How to use Microsoft Power Platform to automate your business (without a developer)
Millions of Microsoft 365 users have access to Power Platform and do not know it. Here is what it does and how to use it to automate your business processes.
If your firm runs on Microsoft 365, you probably have access to one of the most powerful business automation suites available. Most firms do not know it exists.
Microsoft Power Platform is a collection of tools built into M365 that lets you automate workflows, build simple internal apps, and turn your data into dashboards. You do not need a developer. You do not need to write code. You need a few hours and a clear idea of what you want to fix.
Here is what it is and how to use it.
What Microsoft Power Platform actually is
Power Platform is a suite of four connected tools:
Power Automate is the automation engine. It lets you build workflows that trigger automatically: when a form is submitted, when an email arrives, when a date passes. Thousands of pre-built connectors link it to Microsoft 365, Outlook, SharePoint, Teams, Salesforce, and hundreds of other apps.
Power Apps lets you build simple apps for your team without writing code. Think forms, trackers, and internal tools. The kind of thing you would previously have used a spreadsheet for, but with better structure and mobile access.

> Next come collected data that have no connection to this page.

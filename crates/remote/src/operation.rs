//! Remote operations: bound request plus response decoder
//!
//! Adding a remote call means adding a [`RemoteRequest`] variant, its
//! response variant and a constructor returning a [`RemoteOperation`].

use invoscope_core::{GatewayError, PlatformId, SensorTypeConfig, SensorTypeId};
use serde::{Deserialize, Serialize};
use std::fmt;

/// Request payload sent to the collector
#[derive(Debug, Clone, PartialEq, Eq, Serialize, Deserialize)]
#[serde(tag = "op", rename_all = "snake_case")]
pub enum RemoteRequest {
    /// Register a method sensor type for a platform
    RegisterSensorType {
        /// Registering platform
        platform_id: PlatformId,
        /// Fully-qualified sensor class name
        class_name: String,
        /// Ordered parameter type names
        parameters: Vec<String>,
    },
}

impl RemoteRequest {
    /// Operation name for logging
    pub fn name(&self) -> &'static str {
        match self {
            RemoteRequest::RegisterSensorType { .. } => "register_sensor_type",
        }
    }
}

/// Response payload returned by the collector
#[derive(Debug, Clone, PartialEq, Eq, Serialize, Deserialize)]
#[serde(tag = "result", rename_all = "snake_case")]
pub enum RemoteResponse {
    /// Id of a registered sensor type
    SensorTypeId {
        /// Assigned id
        id: SensorTypeId,
    },
    /// The collector raised an application error
    Fault {
        /// Diagnostic text supplied by the collector
        message: String,
    },
}

/// One remote call with its inputs bound
pub struct RemoteOperation<T> {
    request: RemoteRequest,
    decode: fn(RemoteResponse) -> Result<T, GatewayError>,
}

impl<T> RemoteOperation<T> {
    /// Bind a request to its response decoder
    pub fn new(request: RemoteRequest, decode: fn(RemoteResponse) -> Result<T, GatewayError>) -> Self {
        Self { request, decode }
    }

    /// Request payload
    pub fn request(&self) -> &RemoteRequest {
        &self.request
    }

    /// Operation name
    pub fn name(&self) -> &'static str {
        self.request.name()
    }

    /// Decode the collector's response
    pub fn decode(&self, response: RemoteResponse) -> Result<T, GatewayError> {
        (self.decode)(response)
    }
}

impl<T> fmt::Debug for RemoteOperation<T> {
    fn fmt(&self, f: &mut fmt::Formatter<'_>) -> fmt::Result {
        f.debug_struct("RemoteOperation")
            .field("request", &self.request)
            .finish()
    }
}

fn unexpected(response: RemoteResponse) -> GatewayError {
    match response {
        RemoteResponse::Fault { message } => GatewayError::RemoteFault(message),
        other => GatewayError::RemoteFault(format!("unexpected response: {:?}", other)),
    }
}

fn decode_sensor_type_id(response: RemoteResponse) -> Result<SensorTypeId, GatewayError> {
    match response {
        RemoteResponse::SensorTypeId { id } => Ok(id),
        other => Err(unexpected(other)),
    }
}

/// Register a method sensor type; resolves to the assigned sensor type id
pub fn register_sensor_type(
    platform_id: PlatformId,
    signature: &SensorTypeConfig,
) -> RemoteOperation<SensorTypeId> {
    RemoteOperation::new(
        RemoteRequest::RegisterSensorType {
            platform_id,
            class_name: signature.class_name.clone(),
            parameters: signature.parameters.clone(),
        },
        decode_sensor_type_id,
    )
}
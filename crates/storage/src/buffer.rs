//! Bounded, sharded in-memory trace buffer
//!
//! # Design
//!
//! - DashMap: platform id → shard handle
//! - DashMap: invocation id → platform id, so id lookups touch one shard
//! - One `RwLock` per platform shard; writers of different platforms never
//!   contend
//! - Insert, index update and eviction happen under the shard write lock,
//!   so readers observe either the state before or after the whole step
//! - Reads hand out `Arc` handles, never borrowed views, so a record that is
//!   evicted after it was read stays complete for its reader
//!
//! # Thread Safety
//!
//! All operations are thread-safe. `get()` of an id racing with its eviction
//! deterministically returns either the full record or `NotFound`.

use crate::shard::{PlatformShard, SharedInvocation};
use dashmap::DashMap;
use invoscope_core::{InvocationId, InvocationSequence, NonIndexedFields, PlatformId, StorageError};
use parking_lot::RwLock;
use std::ops::ControlFlow;
use std::sync::atomic::{AtomicU64, Ordering};
use std::sync::Arc;
use tracing::debug;

/// Default number of records retained per platform
pub const DEFAULT_CAPACITY_PER_PLATFORM: usize = 100_000;

type ShardHandle = Arc<RwLock<PlatformShard>>;

/// Concurrent, indexed, bounded store of invocation sequences
pub struct TraceBuffer {
    shards: DashMap<PlatformId, ShardHandle>,
    /// Platform of every stored id; maintained under the owning shard's
    /// write lock
    locations: DashMap<InvocationId, PlatformId>,
    /// Last assigned invocation id
    last_id: AtomicU64,
    capacity_per_platform: usize,
}

impl TraceBuffer {
    /// Create a buffer with the default per-platform capacity
    pub fn new() -> Self {
        Self::with_capacity(DEFAULT_CAPACITY_PER_PLATFORM)
    }

    /// Create a buffer retaining at most `capacity_per_platform` records per
    /// platform (a capacity of zero is treated as one)
    pub fn with_capacity(capacity_per_platform: usize) -> Self {
        Self {
            shards: DashMap::new(),
            locations: DashMap::new(),
            last_id: AtomicU64::new(0),
            capacity_per_platform: capacity_per_platform.max(1),
        }
    }

    /// Per-platform record bound
    pub fn capacity_per_platform(&self) -> usize {
        self.capacity_per_platform
    }

    /// Last id handed out by `insert` (0 if none)
    pub fn last_id(&self) -> InvocationId {
        self.last_id.load(Ordering::Acquire)
    }

    fn shard_for_write(&self, platform_id: PlatformId) -> ShardHandle {
        // Clone the handle out so the DashMap bucket lock is released
        // before the shard lock is taken.
        Arc::clone(
            self.shards
                .entry(platform_id)
                .or_insert_with(|| Arc::new(RwLock::new(PlatformShard::new(platform_id))))
                .value(),
        )
    }

    fn shard(&self, platform_id: PlatformId) -> Option<ShardHandle> {
        self.shards
            .get(&platform_id)
            .map(|entry| Arc::clone(entry.value()))
    }

    /// Whether `handle` is still the registered shard of the platform
    fn is_registered(&self, platform_id: PlatformId, handle: &ShardHandle) -> bool {
        self.shards
            .get(&platform_id)
            .map_or(false, |entry| Arc::ptr_eq(entry.value(), handle))
    }

    /// Platform holding `id`, if stored
    fn location(&self, id: InvocationId) -> Option<PlatformId> {
        self.locations.get(&id).map(|entry| *entry.value())
    }

    /// Forget the ids of a shard that has been removed from the map
    fn retire(&self, handle: &ShardHandle) -> usize {
        let shard = handle.write();
        for record in shard.iter() {
            self.locations.remove(&record.id);
        }
        shard.len()
    }

    /// Snapshot of all shard handles, ordered by platform id
    fn shard_handles(&self) -> Vec<ShardHandle> {
        let mut handles: Vec<(PlatformId, ShardHandle)> = self
            .shards
            .iter()
            .map(|entry| (*entry.key(), Arc::clone(entry.value())))
            .collect();
        handles.sort_unstable_by_key(|(platform_id, _)| *platform_id);
        handles.into_iter().map(|(_, handle)| handle).collect()
    }

    // ========================================================================
    // Write path
    // ========================================================================

    /// Append a record, returning its assigned id
    ///
    /// Any id already set on the record is overwritten. If the platform is at
    /// capacity the oldest records (by id) are evicted in the same step.
    pub fn insert(&self, mut record: InvocationSequence) -> InvocationId {
        let platform_id = record.platform_id;
        loop {
            let handle = self.shard_for_write(platform_id);
            let mut shard = handle.write();
            if !self.is_registered(platform_id, &handle) {
                // Retired by a concurrent clear
                continue;
            }

            // Allocated under the shard lock: ids within a platform ascend in
            // publication order.
            let id = self.last_id.fetch_add(1, Ordering::AcqRel) + 1;
            record.id = id;

            let mut evicted = Vec::new();
            while shard.len() >= self.capacity_per_platform {
                match shard.evict_oldest() {
                    Some(old) => {
                        self.locations.remove(&old.id);
                        evicted.push(old);
                    }
                    None => break,
                }
            }
            shard.index(Arc::new(record));
            self.locations.insert(id, platform_id);
            drop(shard);

            if !evicted.is_empty() {
                debug!(platform_id, id, evicted = evicted.len(), "evicted oldest invocations");
            }
            // Subtrees are released outside the shard lock
            drop(evicted);
            return id;
        }
    }

    /// Mutate the non-indexed fields of a stored record in place
    ///
    /// Indexed attributes are not reachable through the mutator.
    pub fn update_in_place<F>(&self, id: InvocationId, mutator: F) -> Result<(), StorageError>
    where
        F: FnOnce(NonIndexedFields<'_>),
    {
        let handle = self
            .location(id)
            .and_then(|platform_id| self.shard(platform_id))
            .ok_or(StorageError::NotFound(id))?;

        // The record may have been evicted between the lookup and the write
        // lock; the write path re-checks.
        if handle.write().update_non_indexed(id, mutator) {
            Ok(())
        } else {
            Err(StorageError::NotFound(id))
        }
    }

    /// Drop every record of every platform
    pub fn clear(&self) {
        let mut platforms = 0usize;
        let mut records = 0usize;
        for platform_id in self.platforms() {
            if let Some((_, handle)) = self.shards.remove(&platform_id) {
                platforms += 1;
                records += self.retire(&handle);
            }
        }
        debug!(platforms, records, "trace buffer cleared");
    }

    /// Drop all records of one platform
    ///
    /// Returns true if the platform had a shard.
    pub fn clear_platform(&self, platform_id: PlatformId) -> bool {
        match self.shards.remove(&platform_id) {
            Some((_, handle)) => {
                let records = self.retire(&handle);
                debug!(platform_id, records, "platform cleared");
                true
            }
            None => false,
        }
    }

    // ========================================================================
    // Read path
    // ========================================================================

    /// Get a record by id
    pub fn get(&self, id: InvocationId) -> Result<SharedInvocation, StorageError> {
        let platform_id = self.location(id).ok_or(StorageError::NotFound(id))?;
        self.get_in_platform(platform_id, id)
    }

    /// Get a record by id within one platform
    pub fn get_in_platform(
        &self,
        platform_id: PlatformId,
        id: InvocationId,
    ) -> Result<SharedInvocation, StorageError> {
        self.shard(platform_id)
            .and_then(|handle| handle.read().get(id).cloned())
            .ok_or(StorageError::NotFound(id))
    }

    /// Run `f` against one platform's shard under its read lock
    ///
    /// Returns `None` if the platform holds no shard.
    pub fn read_platform<R>(
        &self,
        platform_id: PlatformId,
        f: impl FnOnce(&PlatformShard) -> R,
    ) -> Option<R> {
        let handle = self.shard(platform_id)?;
        let shard = handle.read();
        Some(f(&shard))
    }

    /// Run `f` against every shard, in platform id order, each under its
    /// read lock; stops early on `ControlFlow::Break`
    pub fn read_each<B>(&self, mut f: impl FnMut(&PlatformShard) -> ControlFlow<B>) -> Option<B> {
        for handle in self.shard_handles() {
            let shard = handle.read();
            if let ControlFlow::Break(b) = f(&shard) {
                return Some(b);
            }
        }
        None
    }

    /// Total number of records across platforms
    pub fn len(&self) -> usize {
        self.shard_handles()
            .iter()
            .map(|handle| handle.read().len())
            .sum()
    }

    /// Check if the buffer holds no records
    pub fn is_empty(&self) -> bool {
        self.len() == 0
    }

    /// Number of records held for one platform
    pub fn platform_len(&self, platform_id: PlatformId) -> usize {
        self.read_platform(platform_id, PlatformShard::len)
            .unwrap_or(0)
    }

    /// Platforms that currently have a shard, ascending
    pub fn platforms(&self) -> Vec<PlatformId> {
        let mut ids: Vec<_> = self.shards.iter().map(|entry| *entry.key()).collect();
        ids.sort_unstable();
        ids
    }
}

impl Default for TraceBuffer {
    fn default() -> Self {
        Self::new()
    }
}

impl std::fmt::Debug for TraceBuffer {
    fn fmt(&self, f: &mut std::fmt::Formatter<'_>) -> std::fmt::Result {
        f.debug_struct("TraceBuffer")
            .field("platforms", &self.shards.len())
            .field("last_id", &self.last_id())
            .field("capacity_per_platform", &self.capacity_per_platform)
            .finish()
    }
}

Power BI is the data and reporting layer. Connect it to your spreadsheets, databases, or CRM, and it builds interactive dashboards. You can answer questions like "which client type generates the most repeat business" without exporting data manually every time you want to look.

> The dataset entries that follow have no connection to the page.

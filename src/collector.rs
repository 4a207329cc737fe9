//! Main collector entry point.
//!
//! This module provides the [`Collector`] struct, which owns the trace
//! buffer, the sensor type registrations and the query engine, and the
//! [`CollectorBuilder`] used to configure it.

use crate::config::CollectorConfig;
use crate::error::{Error, Result};
use crate::service::CollectorService;
use invoscope_core::{
    ComparatorRegistry, DetailTemplate, InvocationId, InvocationSequence, InvocationSummary,
    MethodId, NonIndexedFields, OverviewFilter, PlatformId, ResultComparator, SensorTypeConfig,
    SensorTypeId, SortDirection, Timestamp, TraceId,
};
use invoscope_engine::{
    CancellationToken, InvocationTree, QueryEngine, SpanLookup, TraceCorrelator,
};
use invoscope_registry::RegistrationTable;
use invoscope_remote::RemoteCallGateway;
use invoscope_storage::{SharedInvocation, TraceBuffer};
use std::sync::Arc;
use std::time::Duration;
use tracing::info;

/// The invocation sequence collector.
///
/// Create one with [`Collector::new`] or [`Collector::builder`]. All methods
/// take `&self`; share a collector across threads with an `Arc`.
///
/// # Example
///
/// ```
/// use invoscope::prelude::*;
///
/// let collector = Collector::new();
/// let sensor = collector.register_sensor_type(1, &SensorTypeConfig::new("com.foo.Bar", ["int"]));
/// collector.insert(InvocationSequence::new(1, 10, sensor, Timestamp::from_millis(1_000)));
///
/// let rows = collector.overview(&OverviewFilter::platform(1), None, None)?;
/// assert_eq!(rows.len(), 1);
/// # Ok::<(), invoscope::Error>(())
/// ```
pub struct Collector {
    config: CollectorConfig,
    buffer: Arc<TraceBuffer>,
    registrations: Arc<RegistrationTable>,
    engine: QueryEngine,
    comparators: ComparatorRegistry,
    correlator: TraceCorrelator,
}

impl Collector {
    /// Create a collector with default settings.
    pub fn new() -> Self {
        Self::assemble(
            CollectorConfig::default(),
            ComparatorRegistry::default(),
            TraceCorrelator::new(),
        )
    }

    /// Create a builder for collector configuration.
    pub fn builder() -> CollectorBuilder {
        CollectorBuilder::new()
    }

    /// Create a collector from a validated configuration.
    pub fn from_config(config: CollectorConfig) -> Result<Self> {
        Self::builder().config(config).build()
    }

    fn assemble(
        config: CollectorConfig,
        comparators: ComparatorRegistry,
        correlator: TraceCorrelator,
    ) -> Self {
        let buffer = Arc::new(TraceBuffer::with_capacity(config.buffer_capacity_per_platform));
        let engine = QueryEngine::new(Arc::clone(&buffer))
            .with_check_interval(config.cancellation_check_interval);
        Self {
            config,
            buffer,
            registrations: Arc::new(RegistrationTable::new()),
            engine,
            comparators,
            correlator,
        }
    }

    /// Active configuration.
    pub fn config(&self) -> &CollectorConfig {
        &self.config
    }

    /// Shared trace buffer.
    pub fn buffer(&self) -> &Arc<TraceBuffer> {
        &self.buffer
    }

    /// Sensor type registrations.
    pub fn registrations(&self) -> &Arc<RegistrationTable> {
        &self.registrations
    }

    /// Query engine over the buffer.
    pub fn engine(&self) -> &QueryEngine {
        &self.engine
    }

    /// Comparators selectable by field name.
    pub fn comparators(&self) -> &ComparatorRegistry {
        &self.comparators
    }

    // ========================================================================
    // Registration
    // ========================================================================

    /// Register a sensor type for a platform (idempotent).
    pub fn register_sensor_type(
        &self,
        platform_id: PlatformId,
        signature: &SensorTypeConfig,
    ) -> SensorTypeId {
        self.registrations.register(platform_id, signature)
    }

    /// Loopback service answering remote requests from this collector.
    pub fn service(&self) -> CollectorService {
        CollectorService::new(Arc::clone(&self.registrations))
    }

    /// Gateway configured with this collector's remote timeout.
    pub fn gateway(&self) -> RemoteCallGateway {
        RemoteCallGateway::new(self.config.remote_timeout())
    }

    // ========================================================================
    // Ingestion
    // ========================================================================

    /// Store a record, returning its assigned id.
    pub fn insert(&self, record: InvocationSequence) -> InvocationId {
        self.buffer.insert(record)
    }

    /// Update the non-indexed fields of a stored record.
    pub fn update_in_place<F>(&self, id: InvocationId, mutator: F) -> Result<()>
    where
        F: FnOnce(NonIndexedFields<'_>),
    {
        self.buffer.update_in_place(id, mutator).map_err(Error::from)
    }

    /// Drop every buffered record.
    pub fn clear_buffer(&self) {
        self.buffer.clear();
    }

    // ========================================================================
    // Queries
    // ========================================================================

    /// Comparator for a registered field name.
    pub fn comparator(&self, field: &str, direction: SortDirection) -> Result<ResultComparator> {
        self.comparators
            .get(field, direction)
            .ok_or_else(|| Error::InvalidFilter(format!("unknown sort field '{}'", field)))
    }

    /// Overview summaries; `limit` defaults to the configured overview limit.
    pub fn overview(
        &self,
        filter: &OverviewFilter,
        limit: Option<usize>,
        comparator: Option<&ResultComparator>,
    ) -> Result<Vec<InvocationSummary>> {
        self.overview_cancellable(filter, limit, comparator, &CancellationToken::new())
    }

    /// [`overview`](Self::overview) with a cancellation token.
    pub fn overview_cancellable(
        &self,
        filter: &OverviewFilter,
        limit: Option<usize>,
        comparator: Option<&ResultComparator>,
        cancel: &CancellationToken,
    ) -> Result<Vec<InvocationSummary>> {
        let limit = limit.unwrap_or(self.config.default_overview_limit);
        Ok(self
            .engine
            .overview_cancellable(filter, limit, comparator, cancel)?)
    }

    /// Full records of a platform (and optionally a method and time range).
    pub fn detail_list(
        &self,
        platform_id: PlatformId,
        method_id: Option<MethodId>,
        limit: Option<usize>,
        from: Option<Timestamp>,
        to: Option<Timestamp>,
        comparator: Option<&ResultComparator>,
    ) -> Result<Vec<SharedInvocation>> {
        let limit = limit.unwrap_or(self.config.default_overview_limit);
        Ok(self.engine.detail_list(
            platform_id,
            method_id,
            limit,
            from,
            to,
            comparator,
            &CancellationToken::new(),
        )?)
    }

    /// Fully hydrated record matching a template.
    pub fn detail(&self, template: &DetailTemplate) -> Result<SharedInvocation> {
        Ok(self.engine.detail(template)?)
    }

    /// Every record of a trace (possibly none).
    pub fn detail_by_trace(&self, trace_id: TraceId) -> Result<Vec<SharedInvocation>> {
        Ok(self.engine.detail_by_trace(trace_id)?)
    }

    /// Presentation tree of one record's call structure.
    pub fn invocation_tree(&self, template: &DetailTemplate) -> Result<InvocationTree> {
        let record = self.detail(template)?;
        Ok(self.correlator.single(&record))
    }

    /// Presentation forest of all records of a trace.
    pub fn trace_tree(&self, trace_id: TraceId) -> Result<InvocationTree> {
        let records = self.detail_by_trace(trace_id)?;
        Ok(self.correlator.aggregate(records.iter().map(Arc::as_ref)))
    }
}

impl Default for Collector {
    fn default() -> Self {
        Self::new()
    }
}

impl std::fmt::Debug for Collector {
    fn fmt(&self, f: &mut std::fmt::Formatter<'_>) -> std::fmt::Result {
        f.debug_struct("Collector")
            .field("config", &self.config)
            .field("buffer", &self.buffer)
            .field("registrations", &self.registrations)
            .finish()
    }
}

/// Builder for collector configuration.
///
/// # Example
///
/// ```
/// use invoscope::prelude::*;
///
/// let collector = Collector::builder()
///     .buffer_capacity_per_platform(10_000)
///     .default_overview_limit(100)
///     .build()?;
/// assert_eq!(collector.config().default_overview_limit, 100);
/// # Ok::<(), invoscope::Error>(())
/// ```
#[derive(Default)]
pub struct CollectorBuilder {
    config: CollectorConfig,
    comparators: Vec<ResultComparator>,
    span_lookup: Option<Arc<dyn SpanLookup>>,
}

impl CollectorBuilder {
    /// Create a new builder with default settings.
    pub fn new() -> Self {
        Self::default()
    }

    /// Replace the whole configuration.
    pub fn config(mut self, config: CollectorConfig) -> Self {
        self.config = config;
        self
    }

    /// Records retained per platform.
    pub fn buffer_capacity_per_platform(mut self, capacity: usize) -> Self {
        self.config.buffer_capacity_per_platform = capacity;
        self
    }

    /// Overview limit used when none is given.
    pub fn default_overview_limit(mut self, limit: usize) -> Self {
        self.config.default_overview_limit = limit;
        self
    }

    /// Records scanned between cancellation polls.
    pub fn cancellation_check_interval(mut self, interval: usize) -> Self {
        self.config.cancellation_check_interval = interval;
        self
    }

    /// Timeout of remote operations.
    pub fn remote_timeout(mut self, timeout: Duration) -> Self {
        self.config.remote_timeout_ms = u64::try_from(timeout.as_millis()).unwrap_or(u64::MAX);
        self
    }

    /// Register an additional sortable field.
    pub fn comparator(mut self, comparator: ResultComparator) -> Self {
        self.comparators.push(comparator);
        self
    }

    /// Attach span details to correlated trees.
    pub fn span_lookup(mut self, lookup: Arc<dyn SpanLookup>) -> Self {
        self.span_lookup = Some(lookup);
        self
    }

    /// Validate the configuration and create the collector.
    pub fn build(self) -> Result<Collector> {
        self.config.validate()?;

        let mut comparators = ComparatorRegistry::default();
        for comparator in self.comparators {
            comparators.register(comparator);
        }
        let correlator = match self.span_lookup {
            Some(lookup) => TraceCorrelator::new().with_span_lookup(lookup),
            None => TraceCorrelator::new(),
        };

        info!(
            capacity = self.config.buffer_capacity_per_platform,
            overview_limit = self.config.default_overview_limit,
            "collector initialized"
        );
        Ok(Collector::assemble(self.config, comparators, correlator))
    }
}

Power Pages lets you build simple external-facing websites and portals, though for most professional services firms, the first three tools are where the value sits.

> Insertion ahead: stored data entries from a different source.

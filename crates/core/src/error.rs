//! Error types for the collector core
//!
//! Each layer reports a typed outcome and never retries on its own:
//!
//! | Error | Raised by | Caller action |
//! |-------|-----------|---------------|
//! | `GatewayError::Connection` | remote gateway | retry / reconnect |
//! | `GatewayError::Timeout` | remote gateway | retry |
//! | `GatewayError::RemoteFault` | remote gateway | inspect diagnostic |
//! | `QueryError::InvalidFilter` | query engine, before any scan | fix input |
//! | `QueryError::NotFound` | single-record lookups | none (valid outcome) |
//! | `QueryError::Cancelled` | query engine | none |
//! | `StorageError::NotFound` | trace buffer | none (valid outcome) |

use crate::types::{InvocationId, Timestamp};
use std::time::Duration;
use thiserror::Error;

/// Failures of a single remote call
#[derive(Debug, Clone, PartialEq, Eq, Error)]
pub enum GatewayError {
    /// Transport unreachable or connection dropped
    #[error("connection error: {0}")]
    Connection(String),

    /// No answer within the caller-supplied timeout
    #[error("remote call timed out after {0:?}")]
    Timeout(Duration),

    /// The collector raised an application error
    #[error("remote fault: {0}")]
    RemoteFault(String),
}

impl GatewayError {
    /// All gateway failures may succeed when the caller retries
    pub fn is_retryable(&self) -> bool {
        true
    }
}

/// Failures of trace buffer operations
#[derive(Debug, Clone, PartialEq, Eq, Error)]
pub enum StorageError {
    /// No record with this id is held (never inserted, or evicted)
    #[error("invocation {0} not found")]
    NotFound(InvocationId),
}

/// Failures of query execution
#[derive(Debug, Clone, PartialEq, Eq, Error)]
pub enum QueryError {
    /// Filter rejected before execution
    #[error("invalid filter: {reason}")]
    InvalidFilter {
        /// Why the filter was rejected
        reason: String,
    },

    /// Nothing matched a single-record lookup
    #[error("not found: {0}")]
    NotFound(String),

    /// Cooperative cancellation observed during execution
    #[error("query cancelled")]
    Cancelled,
}

impl QueryError {
    /// Rejection for a time range whose start lies after its end
    pub fn inverted_range(from: Timestamp, to: Timestamp) -> Self {
        QueryError::InvalidFilter {
            reason: format!("time range start {} is after end {}", from, to),
        }
    }

    /// Check if this is a not-found outcome
    pub fn is_not_found(&self) -> bool {
        matches!(self, QueryError::NotFound(_))
    }
}

impl From<StorageError> for QueryError {
    fn from(e: StorageError) -> Self {
        match e {
            StorageError::NotFound(id) => QueryError::NotFound(format!("invocation {}", id)),
        }
    }
}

What you can do without any technical skills
The entry bar is lower than most people expect. Microsoft has invested heavily in making these tools accessible to non-technical users.
With Power Automate, you can build a workflow by selecting a trigger, a condition, and an action from drop-down menus. If you understand what you want to happen and when, you can usually build it. The interface is visual and the logic is plain English.
Power Apps uses a similar approach. You describe what fields you need, what data it should hold, and who should be able to access it. The tool does the rest.
Power BI can connect directly to an Excel spreadsheet and turn it into a dashboard within minutes. You drag and drop the fields you want to see, choose a chart type, and the visualisation appears.
What the 2026 Wave 1 update adds
Microsoft's 2026 Wave 1 release added agentic AI capabilities across Power Platform. This is a meaningful shift, not a marketing update.
Power Automate can now include AI-driven steps that reason about what to do, not just execute a fixed sequence. An agent within a workflow can read an email, understand its intent, decide which of several possible actions is appropriate, and act accordingly. It handles ambiguity, not just rules.
This brings automation into territory previously reserved for enterprise AI deployments. A firm using Microsoft 365 now has access to agents that can reason and act autonomously inside their existing environment, without building anything from scratch.
Practical examples for professional services firms
An IFA automating client review reminders
An IFA practice has 300 clients on an annual review cycle. Previously, a team member would manually check a spreadsheet each week and send reminder emails. With Power Automate, the workflow runs itself: it checks the review date, sends a personalised reminder email at the right time, logs the outreach to SharePoint, and flags if no response comes within two weeks. The team member stops being a scheduler and starts being a relationship manager.
A law firm building a matter status tracker
A law firm wants visibility across all active matters without relying on fee earners to update a central spreadsheet. A Power App gives fee earners a simple mobile-friendly form to update matter status, next steps, and key dates. The data feeds a Power BI dashboard that the partners can see at any time. No spreadsheet chasing required.
A consultant automating time tracking
A management consultant tracks client time across multiple engagements. A Power Automate flow connects their Outlook calendar to a SharePoint list. Every meeting with a client tag is automatically logged with the duration and client name. At the end of the week, a summary is emailed to them. Time recording goes from a Friday afternoon chore to something that mostly happens by itself.
How to get started
Power Automate is the right entry point. It delivers quick wins, the templates are genuinely useful, and the learning curve is shallow.
Microsoft 365 Business Standard (currently around £10.30 per user per month) includes access to Power Automate and Power Apps at a basic level. Power BI Pro is available as an add-on or included in higher-tier M365 plans. Check your current licence to see what you already have.
Start at flow.microsoft.com. Log in with your work Microsoft account. Browse the template library and look for something close to a workflow you want to fix. Use the template as a starting point rather than building from scratch.
Give it an hour. If you find something that saves your team two hours a week, the return on that hour is significant. And that is before the agentic capabilities come into play.
The tools are in your Microsoft subscription. The question is whether you use them.